━━━ RECORDS TO PROCESS ━━━

use crate::errors::{AppError, AppResult};
use serde::{Deserialize, Serialize};
use std::env;
use std::fs;
use std::io::Write;
use std::path::{Path, PathBuf};

#[derive(Debug, Clone, Serialize, Deserialize)]
pub struct Config {
    pub database: String,
    /// Window used by `timeline`/`export` when no --period is given:
    /// "month", "recent" or "all".
    #[serde(default = "default_window")]
    pub default_window: String,
    /// "asc" (oldest first) or "desc" (newest first)
    #[serde(default = "default_timeline_order")]
    pub timeline_order: String,
    #[serde(default)]
    pub show_weekday: bool,
}

fn default_window() -> String {
    "month".to_string()
}
fn default_timeline_order() -> String {
    "asc".to_string()
}

impl Default for Config {
    fn default() -> Self {
        Self::with_database(Self::database_file())
    }
}

impl Config {
    fn with_database(db_path: PathBuf) -> Self {
        Self {
            database: db_path.to_string_lossy().to_string(),
            default_window: default_window(),
            timeline_order: default_timeline_order(),
            show_weekday: false,
        }
    }

    /// Return the standard configuration directory depending on the platform
    pub fn config_dir() -> PathBuf {
        if cfg!(target_os = "windows") {
            let appdata = env::var("APPDATA").unwrap_or_else(|_| ".".to_string());
            PathBuf::from(appdata).join("medtracker")
        } else {
            let home = env::var("HOME").unwrap_or_else(|_| ".".to_string());
            PathBuf::from(home).join(".medtracker")
        }
    }

    /// Return the full path of the config file
    pub fn config_file() -> PathBuf {
        Self::config_dir().join("medtracker.conf")
    }

    /// Return the full path of the SQLite database
    pub fn database_file() -> PathBuf {
        Self::config_dir().join("medtracker.sqlite")
    }

    /// Load configuration from file, or return defaults if not found
    pub fn load() -> AppResult<Self> {
        Self::load_from(&Self::config_file())
    }

    pub fn load_from(path: &Path) -> AppResult<Self> {
        if !path.exists() {
            return Ok(Self::default());
        }

        let content = fs::read_to_string(path)
            .map_err(|e| AppError::Config(format!("cannot read {}: {e}", path.display())))?;
        serde_yaml::from_str(&content)
            .map_err(|e| AppError::Config(format!("cannot parse {}: {e}", path.display())))
    }

    pub fn to_yaml(&self) -> AppResult<String> {
        serde_yaml::to_string(self).map_err(|e| AppError::Config(e.to_string()))
    }

    /// Initialize configuration and database files.
    /// Returns the database path that was configured.
    pub fn init_all(custom_name: Option<String>, is_test: bool) -> AppResult<PathBuf> {
        let dir = Self::config_dir();

        // DB name: user provided or default
        let db_path = match custom_name {
            Some(name) => {
                let p = crate::utils::path::expand_tilde(&name);
                if p.is_absolute() { p } else { dir.join(p) }
            }
            None => Self::database_file(),
        };

        // In test mode the config file is never touched
        if !is_test {
            fs::create_dir_all(&dir)?;
            let config = Self::with_database(db_path.clone());
            let yaml = config.to_yaml()?;
            let mut file = fs::File::create(Self::config_file())?;
            file.write_all(yaml.as_bytes())?;
        }

        if let Some(parent) = db_path.parent() {
            fs::create_dir_all(parent)?;
        }

        Ok(db_path)
    }
}
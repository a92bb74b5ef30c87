use crate::db::log::ttlog_quiet;
use crate::db::pool::DbPool;
use crate::db::queries::{
    count_logs_for_medication, delete_medication, get_medication, insert_medication,
    load_medications, update_medication,
};
use crate::errors::{AppError, AppResult};
use crate::models::medication::Medication;

/// High-level business logic for the `med` subcommands.
pub struct MedicationLogic;

/// Fields to change in `med edit`; `None` keeps the stored value.
#[derive(Debug, Default, Clone)]
pub struct MedicationPatch {
    pub name: Option<String>,
    pub dosage: Option<String>,
    pub frequency: Option<String>,
}

impl MedicationLogic {
    pub fn add(pool: &DbPool, name: &str, dosage: &str, frequency: &str) -> AppResult<i64> {
        let med = Medication::new(name, dosage, frequency);
        if med.name.is_empty() {
            return Err(AppError::EmptyField("name".into()));
        }

        let id = insert_medication(&pool.conn, &med)?;
        ttlog_quiet(
            &pool.conn,
            "add_med",
            &format!("#{id}"),
            &format!("Added {} [{}]", med.label(), med.frequency),
        );
        Ok(id)
    }

    pub fn list(pool: &DbPool) -> AppResult<Vec<Medication>> {
        load_medications(&pool.conn)
    }

    pub fn get(pool: &DbPool, id: i64) -> AppResult<Medication> {
        get_medication(&pool.conn, id)?.ok_or(AppError::MedicationNotFound(id))
    }

    /// Update in place. Logs keep pointing at the same row.
    pub fn edit(pool: &DbPool, id: i64, patch: MedicationPatch) -> AppResult<Medication> {
        let mut med = Self::get(pool, id)?;

        if let Some(name) = patch.name {
            let name = name.trim().to_string();
            if name.is_empty() {
                return Err(AppError::EmptyField("name".into()));
            }
            med.name = name;
        }
        if let Some(dosage) = patch.dosage {
            med.dosage = dosage.trim().to_string();
        }
        if let Some(frequency) = patch.frequency {
            med.frequency = frequency.trim().to_string();
        }

        if !update_medication(&pool.conn, &med)? {
            return Err(AppError::MedicationNotFound(id));
        }

        ttlog_quiet(
            &pool.conn,
            "edit_med",
            &format!("#{id}"),
            &format!("Updated to {} [{}]", med.label(), med.frequency),
        );
        Ok(med)
    }

    /// Delete a medication and, through the cascade, all of its logs.
    /// Returns the removed medication and how many logs went with it.
    pub fn delete(pool: &DbPool, id: i64) -> AppResult<(Medication, i64)> {
        let med = Self::get(pool, id)?;

        let removed_logs = count_logs_for_medication(&pool.conn, id)?;
        if delete_medication(&pool.conn, id)? == 0 {
            return Err(AppError::MedicationNotFound(id));
        }

        ttlog_quiet(
            &pool.conn,
            "del_med",
            &format!("#{id}"),
            &format!("Deleted {} and {} dose log(s)", med.label(), removed_logs),
        );
        Ok((med, removed_logs))
    }

    pub fn dose_count(pool: &DbPool, id: i64) -> AppResult<i64> {
        count_logs_for_medication(&pool.conn, id)
    }
}

#[cfg(test)]
mod tests {
    use super::*;
    use crate::db::initialize::init_db;
    use crate::db::log::load_log;
    use crate::db::queries::{insert_log, load_all_logs};
    use crate::models::medication_log::MedicationLog;

    fn pool() -> DbPool {
        let pool = DbPool::in_memory().unwrap();
        init_db(&pool.conn).unwrap();
        pool
    }

    #[test]
    fn add_trims_and_rejects_empty_name() {
        let pool = pool();
        let id = MedicationLogic::add(&pool, "  Aspirin ", " 100 mg", "Once a day ").unwrap();
        let med = MedicationLogic::get(&pool, id).unwrap();
        assert_eq!(med.name, "Aspirin");
        assert_eq!(med.dosage, "100 mg");
        assert_eq!(med.frequency, "Once a day");

        assert!(matches!(
            MedicationLogic::add(&pool, "   ", "1", "daily"),
            Err(AppError::EmptyField(_))
        ));
    }

    #[test]
    fn delete_reports_cascaded_logs_and_writes_audit_line() {
        let pool = pool();
        let id = MedicationLogic::add(&pool, "Aspirin", "100 mg", "daily").unwrap();
        insert_log(&pool.conn, &MedicationLog::new(id, 1)).unwrap();
        insert_log(&pool.conn, &MedicationLog::new(id, 2)).unwrap();

        let (med, removed) = MedicationLogic::delete(&pool, id).unwrap();
        assert_eq!(med.name, "Aspirin");
        assert_eq!(removed, 2);
        assert!(load_all_logs(&pool.conn).unwrap().is_empty());

        let ops: Vec<String> = load_log(&pool.conn)
            .unwrap()
            .into_iter()
            .map(|e| e.operation)
            .collect();
        assert!(ops.contains(&"add_med".to_string()));
        assert!(ops.contains(&"del_med".to_string()));
    }

    #[test]
    fn unknown_medication_is_an_error() {
        let pool = pool();
        assert!(matches!(
            MedicationLogic::delete(&pool, 7),
            Err(AppError::MedicationNotFound(7))
        ));
        assert!(matches!(
            MedicationLogic::edit(&pool, 7, MedicationPatch::default()),
            Err(AppError::MedicationNotFound(7))
        ));
    }

    #[test]
    fn edit_changes_only_given_fields() {
        let pool = pool();
        let id = MedicationLogic::add(&pool, "Aspirin", "100 mg", "daily").unwrap();
        insert_log(&pool.conn, &MedicationLog::new(id, 1)).unwrap();

        let patch = MedicationPatch {
            dosage: Some("300 mg".into()),
            ..Default::default()
        };
        let med = MedicationLogic::edit(&pool, id, patch).unwrap();
        assert_eq!(med.name, "Aspirin");
        assert_eq!(med.dosage, "300 mg");
        assert_eq!(MedicationLogic::dose_count(&pool, id).unwrap(), 1);
    }
}
use crate::cli::parser::{Commands, MedCommands};
use crate::config::Config;
use crate::core::medication::{MedicationLogic, MedicationPatch};
use crate::db::initialize::open_db;
use crate::errors::AppResult;
use crate::ui::messages::{confirm, info, success};
use crate::utils::colors::colorize_optional;
use crate::utils::table::Table;

pub fn handle(cmd: &Commands, cfg: &Config) -> AppResult<()> {
    let Commands::Med(sub) = cmd else {
        return Ok(());
    };

    let pool = open_db(&cfg.database)?;

    match sub {
        MedCommands::Add {
            name,
            dosage,
            frequency,
        } => {
            let id = MedicationLogic::add(&pool, name, dosage, frequency)?;
            success(format!("Medication #{} '{}' added.", id, name.trim()));
        }

        MedCommands::List => {
            let meds = MedicationLogic::list(&pool)?;
            if meds.is_empty() {
                info("No medications yet. Add one with `medtracker med add <NAME>`.");
                return Ok(());
            }

            let mut table = Table::new(vec!["ID", "Name", "Dosage", "Frequency", "Doses"]);
            for m in meds {
                let doses = MedicationLogic::dose_count(&pool, m.id)?;
                table.add_row(vec![
                    m.id.to_string(),
                    m.name,
                    or_dash(&m.dosage),
                    or_dash(&m.frequency),
                    doses.to_string(),
                ]);
            }
            print!("{}", colorize_optional_cells(&table.render()));
        }

        MedCommands::Edit {
            id,
            name,
            dosage,
            frequency,
        } => {
            let patch = MedicationPatch {
                name: name.clone(),
                dosage: dosage.clone(),
                frequency: frequency.clone(),
            };
            let med = MedicationLogic::edit(&pool, *id, patch)?;
            success(format!("Medication #{} updated: {}", med.id, med.label()));
        }

        MedCommands::Del { id, yes } => {
            let med = MedicationLogic::get(&pool, *id)?;
            let doses = MedicationLogic::dose_count(&pool, *id)?;

            let prompt = format!(
                "Delete medication #{} '{}' and its {} dose log(s)? This action is irreversible.",
                med.id, med.name, doses
            );
            if !*yes && !confirm(&prompt) {
                info("Operation cancelled.");
                return Ok(());
            }

            let (med, removed) = MedicationLogic::delete(&pool, *id)?;
            success(format!(
                "Medication #{} '{}' deleted ({} dose log(s) removed).",
                med.id, med.name, removed
            ));
        }
    }

    Ok(())
}

fn or_dash(s: &str) -> String {
    if s.is_empty() { "--".into() } else { s.to_string() }
}

/// Grey out the "--" placeholders of a rendered table.
fn colorize_optional_cells(rendered: &str) -> String {
    rendered
        .lines()
        .map(|line| {
            line.split(" | ")
                .map(|cell| {
                    if cell.trim() == "--" {
                        colorize_optional(cell)
                    } else {
                        cell.to_string()
                    }
                })
                .collect::<Vec<_>>()
                .join(" | ")
        })
        .collect::<Vec<_>>()
        .join("\n")
        + "\n"
}
//! Unified application error type.
//! All modules (db, core, cli, utils) return AppError to keep the error
//! handling consistent and easy to manage.

use std::io;
use thiserror::Error;

#[derive(Error, Debug)]
pub enum AppError {
    // ---------------------------
    // IO
    // ---------------------------
    #[error("I/O error: {0}")]
    Io(#[from] io::Error),

    // ---------------------------
    // Database-related
    // ---------------------------
    #[error("Database error: {0}")]
    Db(#[from] rusqlite::Error),

    #[error("Database migration error: {0}")]
    Migration(String),

    // ---------------------------
    // Parsing errors
    // ---------------------------
    #[error("Invalid date format: {0}")]
    InvalidDate(String),

    #[error("Invalid timestamp: {0}")]
    InvalidTimestamp(String),

    #[error("Invalid period: {0}")]
    InvalidPeriod(String),

    #[error("Field '{0}' must not be empty")]
    EmptyField(String),

    // ---------------------------
    // Logic errors
    // ---------------------------
    #[error("Medication #{0} not found")]
    MedicationNotFound(i64),

    // ---------------------------
    // Config errors
    // ---------------------------
    #[error("Configuration error: {0}")]
    Config(String),

    // ---------------------------
    // Export errors
    // ---------------------------
    #[error("Export error: {0}")]
    Export(String),

    // ---------------------------
    // Generic fallback
    // ---------------------------
    #[error("Internal error: {0}")]
    Other(String),
}

pub type AppResult<T> = Result<T, AppError>;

━━━

Pick out each line in the material containing "utils".

### [EXERCISE RESPONSE]
                let p = crate::utils::path::expand_tilde(&name);
use crate::utils::colors::colorize_optional;
use crate::utils::table::Table;
//! All modules (db, core, cli, utils) return AppError to keep the error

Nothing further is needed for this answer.